In Order 97-590, the Commission stated that, for the time being, internet data services do not yet attract contribution, but voice services using the Internet would not qualify for an exemption.

Telecom Order CRTC 98-28, reaffirms the position and clarifies the differentiation between Internet Service Providers and long distance using internet protocol: “The Commission notes that while they ride on the same Internet protocol, the services offered by ISPs are very different from the services provided by ShadowTel.”
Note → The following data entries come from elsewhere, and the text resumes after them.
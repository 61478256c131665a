//! Runtime obligations between dimension expressions.

use rustc_hash::{FxHashMap, FxHashSet};

use crate::sym_expr::DimExpr;
use crate::sym_gen::SymbolGen;

/// A broadcast obligation.
///
/// At runtime `lhs` and `rhs` must be equal or one of them must be 1. `result`
/// is the symbol standing for the broadcast size.
#[derive(Clone, Debug, PartialEq)]
pub struct BroadcastConstraint {
    pub lhs: DimExpr,
    pub rhs: DimExpr,
    pub result: DimExpr,
}

/// Store of the equality and broadcast obligations emitted during an analysis
/// run.
///
/// Constraints are only recorded here. Proving or refuting them is left to a
/// solver that consumes the store after the run.
///
/// Adding a constraint that already exists, with operands in either order, has
/// no effect.
#[derive(Default)]
pub struct Constraints {
    equalities: Vec<(DimExpr, DimExpr)>,
    equality_set: FxHashSet<(DimExpr, DimExpr)>,
    broadcasts: Vec<BroadcastConstraint>,
    broadcast_index: FxHashMap<(DimExpr, DimExpr), usize>,
}

impl Constraints {
    pub fn new() -> Self {
        Self::default()
    }

    /// Register the obligation that `lhs` and `rhs` are equal at runtime.
    ///
    /// Returns false if the constraint was already present.
    pub fn add_equality(&mut self, lhs: DimExpr, rhs: DimExpr) -> bool {
        let swapped = (rhs.clone(), lhs.clone());
        if self.equality_set.contains(&swapped) {
            return false;
        }
        if !self.equality_set.insert((lhs.clone(), rhs.clone())) {
            return false;
        }
        self.equalities.push((lhs, rhs));
        true
    }

    /// Return the symbol for the broadcast of `lhs` and `rhs`, registering a
    /// new broadcast obligation if this pair has not been seen before.
    pub fn add_broadcast(
        &mut self,
        lhs: DimExpr,
        rhs: DimExpr,
        sym_gen: &mut SymbolGen,
    ) -> DimExpr {
        if let Some(result) = self.find_broadcast(&lhs, &rhs) {
            return result.clone();
        }
        let result = sym_gen.gen_symbol();
        self.broadcast_index
            .insert((lhs.clone(), rhs.clone()), self.broadcasts.len());
        self.broadcasts.push(BroadcastConstraint {
            lhs,
            rhs,
            result: result.clone(),
        });
        result
    }

    fn find_broadcast(&self, lhs: &DimExpr, rhs: &DimExpr) -> Option<&DimExpr> {
        let idx = self
            .broadcast_index
            .get(&(lhs.clone(), rhs.clone()))
            .or_else(|| self.broadcast_index.get(&(rhs.clone(), lhs.clone())))?;
        self.broadcasts.get(*idx).map(|bc| &bc.result)
    }

    /// Return the broadcast expression that a symbol created by a broadcast
    /// stands for.
    ///
    /// Returns `None` if `sym` is not the result of a registered broadcast.
    pub fn broadcast_definition(&self, sym: &DimExpr) -> Option<DimExpr> {
        self.broadcasts
            .iter()
            .find(|bc| &bc.result == sym)
            .map(|bc| DimExpr::Broadcast(bc.lhs.clone().into(), bc.rhs.clone().into()))
    }

    /// Return equality constraints in the order they were registered.
    pub fn equalities(&self) -> &[(DimExpr, DimExpr)] {
        &self.equalities
    }

    /// Return broadcast constraints in the order they were registered.
    pub fn broadcasts(&self) -> &[BroadcastConstraint] {
        &self.broadcasts
    }

    /// Return true if `lhs == rhs` has been registered, in either order.
    pub fn has_equality(&self, lhs: &DimExpr, rhs: &DimExpr) -> bool {
        self.equality_set.contains(&(lhs.clone(), rhs.clone()))
            || self.equality_set.contains(&(rhs.clone(), lhs.clone()))
    }

    pub fn is_empty(&self) -> bool {
        self.equalities.is_empty() && self.broadcasts.is_empty()
    }

    /// Return the number of equality and broadcast constraints, for use with
    /// [`truncate`](Self::truncate).
    pub(crate) fn len(&self) -> (usize, usize) {
        (self.equalities.len(), self.broadcasts.len())
    }

    /// Remove constraints registered after the store had the given lengths.
    pub(crate) fn truncate(&mut self, (n_equalities, n_broadcasts): (usize, usize)) {
        let n_equalities = n_equalities.min(self.equalities.len());
        for pair in self.equalities.drain(n_equalities..) {
            self.equality_set.remove(&pair);
        }
        let n_broadcasts = n_broadcasts.min(self.broadcasts.len());
        for bc in self.broadcasts.drain(n_broadcasts..) {
            self.broadcast_index.remove(&(bc.lhs, bc.rhs));
        }
    }
}

/// Builds dimension expressions that may need new symbols or constraints.
///
/// Obtained from [`ShapeAnalysis::builder`](crate::ShapeAnalysis::builder).
pub struct DimExprBuilder<'a> {
    constraints: &'a mut Constraints,
    sym_gen: &'a mut SymbolGen,
}

impl<'a> DimExprBuilder<'a> {
    pub(crate) fn new(constraints: &'a mut Constraints, sym_gen: &'a mut SymbolGen) -> Self {
        Self {
            constraints,
            sym_gen,
        }
    }

    /// Return the size of the broadcast of two dimensions.
    ///
    /// Equal dimensions broadcast to themselves and a literal 1 broadcasts to
    /// the other side. Otherwise the result is a symbol, registered with the
    /// obligation that at runtime `a == 1 || b == 1 || a == b`.
    pub fn broadcast(&mut self, a: &DimExpr, b: &DimExpr) -> DimExpr {
        if a == b || b.is(1) {
            return a.clone();
        }
        if a.is(1) {
            return b.clone();
        }
        self.constraints
            .add_broadcast(a.clone(), b.clone(), self.sym_gen)
    }

    /// Register the obligation that `a == b` at runtime.
    pub fn cstr_eq(&mut self, a: &DimExpr, b: &DimExpr) {
        self.constraints.add_equality(a.clone(), b.clone());
    }
}

#[cfg(test)]
mod tests {
    use super::{Constraints, DimExprBuilder};
    use crate::sym_expr::DimExpr;
    use crate::sym_gen::SymbolGen;

    #[test]
    fn test_equality_is_idempotent() {
        let mut cstrs = Constraints::new();
        let a = DimExpr::from("a");
        let b = DimExpr::from("b");

        assert!(cstrs.add_equality(a.clone(), b.clone()));
        assert!(!cstrs.add_equality(a.clone(), b.clone()));
        assert!(!cstrs.add_equality(b.clone(), a.clone()));
        assert_eq!(cstrs.equalities(), &[(a.clone(), b.clone())]);
        assert!(cstrs.has_equality(&b, &a));
    }

    #[test]
    fn test_broadcast_trivial_cases() {
        let mut cstrs = Constraints::new();
        let mut sym_gen = SymbolGen::new();
        let mut builder = DimExprBuilder::new(&mut cstrs, &mut sym_gen);

        let x = DimExpr::from("x");
        let one = DimExpr::from(1);

        assert_eq!(builder.broadcast(&x, &one), x);
        assert_eq!(builder.broadcast(&one, &x), x);
        assert_eq!(builder.broadcast(&x, &x), x);
        assert!(cstrs.is_empty());
    }

    #[test]
    fn test_broadcast_is_symmetric() {
        let mut cstrs = Constraints::new();
        let mut sym_gen = SymbolGen::new();
        let a = DimExpr::from("a");
        let b = DimExpr::from("b");

        let mut builder = DimExprBuilder::new(&mut cstrs, &mut sym_gen);
        let ab = builder.broadcast(&a, &b);
        let ba = builder.broadcast(&b, &a);

        assert_eq!(ab, DimExpr::from("S0"));
        assert_eq!(ab, ba);
        assert_eq!(cstrs.broadcasts().len(), 1);
        assert_eq!(
            cstrs.broadcast_definition(&ab),
            Some(DimExpr::Broadcast(a.clone().into(), b.clone().into()))
        );
        assert_eq!(cstrs.broadcast_definition(&a), None);
    }

    #[test]
    fn test_broadcast_of_distinct_literals() {
        let mut cstrs = Constraints::new();
        let mut sym_gen = SymbolGen::new();
        let mut builder = DimExprBuilder::new(&mut cstrs, &mut sym_gen);

        // Incompatible literals are not rejected here. The obligation is left
        // for a solver to refute.
        let result = builder.broadcast(&DimExpr::from(2), &DimExpr::from(3));
        assert_eq!(result, DimExpr::from("S0"));
        assert_eq!(cstrs.broadcasts()[0].lhs, DimExpr::from(2));
    }

    #[test]
    fn test_cstr_eq() {
        let mut cstrs = Constraints::new();
        let mut sym_gen = SymbolGen::new();
        let mut builder = DimExprBuilder::new(&mut cstrs, &mut sym_gen);

        builder.cstr_eq(&DimExpr::from("n"), &DimExpr::from(4));
        builder.cstr_eq(&DimExpr::from(4), &DimExpr::from("n"));
        assert_eq!(cstrs.equalities().len(), 1);
    }
}
use crate::analysis::ShapeAnalysis;
use crate::graph::OpRef;
use crate::infer_shapes::{
    InferError, InferSymbolicShape, invariant_err, literal_operand, operand_tensor,
    resolve_axis,
};
use crate::shape_or_data::{ShapeOrData, TensorShapeOrData};
use crate::sym_expr::DimExpr;

/// End value meaning "slice to the end of the dimension".
const END_OF_DIM: i64 = i32::MAX as i64;

/// Resolve a `start..end` range over a sequence of length `len`.
///
/// Negative bounds count back from the end. Both bounds are then clamped to
/// `[0, len]`, so an empty range is returned if `end <= start`.
fn clamp_range(start: i64, end: i64, len: usize) -> std::ops::Range<usize> {
    let len = len as i64;
    let resolve = |idx: i64| {
        let idx = if idx < 0 { idx + len } else { idx };
        idx.clamp(0, len) as usize
    };
    let start = resolve(start);
    let end = resolve(end).max(start);
    start..end
}

/// Slice operator with `starts` and `ends` operands and an `axes`
/// attribute.
///
/// If the source has known values, the first start and end are applied to the
/// values and the result is a known vector. Otherwise each sliced dimension
/// is computed from the start, end and source dimension.
pub struct Slice;

impl InferSymbolicShape for Slice {
    fn infer_symbolic_shape(
        &self,
        op: &OpRef,
        analysis: &mut ShapeAnalysis,
    ) -> Result<Vec<ShapeOrData>, InferError> {
        let source = operand_tensor(op, analysis, 0)?;
        let starts = literal_operand(op, analysis, 1, "starts")?;
        let ends = literal_operand(op, analysis, 2, "ends")?;
        let axes: Vec<i64> = op.attr("axes")?;

        if let Some(data) = source.data() {
            let (Some(&start), Some(&end)) = (starts.first(), ends.first()) else {
                return Err(invariant_err!("slice of known values has no start or end"));
            };
            let out_data = data[clamp_range(start, end, data.len())].to_vec();
            return Ok([TensorShapeOrData::from_data(out_data).into()].into());
        }

        if starts.len() < axes.len() || ends.len() < axes.len() {
            return Err(invariant_err!(
                "slice has {} axes but {} starts and {} ends",
                axes.len(),
                starts.len(),
                ends.len()
            ));
        }

        let rank = source.rank();
        let mut out_shape = source.shape().to_vec();
        for ((&axis, &start), &end) in axes.iter().zip(&starts).zip(&ends) {
            let axis = if axis >= 0 {
                axis
            } else {
                (axis + rank as i64).max(0)
            } as usize;
            let Some(dim) = out_shape.get(axis).cloned() else {
                return Err(invariant_err!(
                    "slice axis {} is out of range for rank {}",
                    axis,
                    rank
                ));
            };
            out_shape[axis] = sliced_dim(dim, start, end);
        }

        Ok([TensorShapeOrData::from_shape(out_shape).into()].into())
    }
}

/// Return the size of a dimension of size `dim` after slicing it from
/// `start` to `end`.
///
/// Both bounds are assumed to be in range, so no clamping is applied.
fn sliced_dim(dim: DimExpr, start: i64, end: i64) -> DimExpr {
    let end_expr = if end == END_OF_DIM {
        dim.clone()
    } else {
        DimExpr::Value(end)
    };
    let start_expr = DimExpr::Value(start);

    if (start >= 0 && end >= 0) || (start <= 0 && end <= 0) {
        end_expr - start_expr
    } else if start <= 0 {
        // Negative start, positive end.
        end_expr - start_expr - dim
    } else {
        // Positive start, negative end.
        dim - start_expr + end_expr
    }
}

/// CINN slice, with a single start, end and axis given as attributes.
pub struct CinnSlice;

impl CinnSlice {
    fn first_attr(op: &OpRef, name: &str) -> Result<i64, InferError> {
        let values: Vec<i64> = op.attr(name)?;
        values
            .first()
            .copied()
            .ok_or_else(|| invariant_err!("attribute \"{}\" of {} is empty", name, op.name()))
    }
}

impl InferSymbolicShape for CinnSlice {
    fn infer_symbolic_shape(
        &self,
        op: &OpRef,
        analysis: &mut ShapeAnalysis,
    ) -> Result<Vec<ShapeOrData>, InferError> {
        let start = Self::first_attr(op, "starts")?;
        let end = Self::first_attr(op, "ends")?;
        let axis = Self::first_attr(op, "axes")?;
        let source = operand_tensor(op, analysis, 0)?;

        if let Some(data) = source.data() {
            let out_data = data[clamp_range(start, end, data.len())].to_vec();
            return Ok([TensorShapeOrData::from_data(out_data).into()].into());
        }

        let axis = resolve_axis(source.rank(), axis)?;
        let mut out_shape = source.shape().to_vec();
        out_shape[axis] = if end == END_OF_DIM {
            out_shape[axis].clone() - DimExpr::Value(start)
        } else {
            DimExpr::Value(end) - DimExpr::Value(start)
        };
        Ok([TensorShapeOrData::from_shape(out_shape).into()].into())
    }
}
CRTC Orders Conformance to Signaling Standards

In an order issued January 26, 1998, the CRTC again sent a message to the Stentor companies that non-conformance to industry standards would be discouraged. In Telecom Order CRTC 98-40, the CRTC defined the CCS7 signaling message set that would permit open interconnection between local carriers and access to long distance carriers. Of greatest significance was the CRTC’s determination regarding the cost recovery for adapters to meet the standard interface.

Stentor had argued “that the costs should be borne by the service provider that benefits from the interface.”

To the contrary, the CRTC found “that where protocol conversion is required at a point of interconnection, the company that has to adapt to the common interface standard should be responsible for the costs. The Commission therefore finds that Stentor member companies must bear the costs of providing the calling name parameter to competitors at the point of interconnection in a format compatible with the GR-317 specification.”

In the past, Stentor had deployed non-standard implementations of signaling standards in order to speed products to market, leveraging its almost universal use of Nortel switches. Last summer, on August 5, 1997, in Telecom Order CRTC 97-1055, the CRTC found Stentor to have been sloppy in its notification process for defining terminal interface standards, thus providing Nortel with an advantage over Mitel in providing certain calling identification features.

The January 26, 1998 order continues in this theme – sending a consistent message that the CRTC expects to be followed in resolving interconnection issues.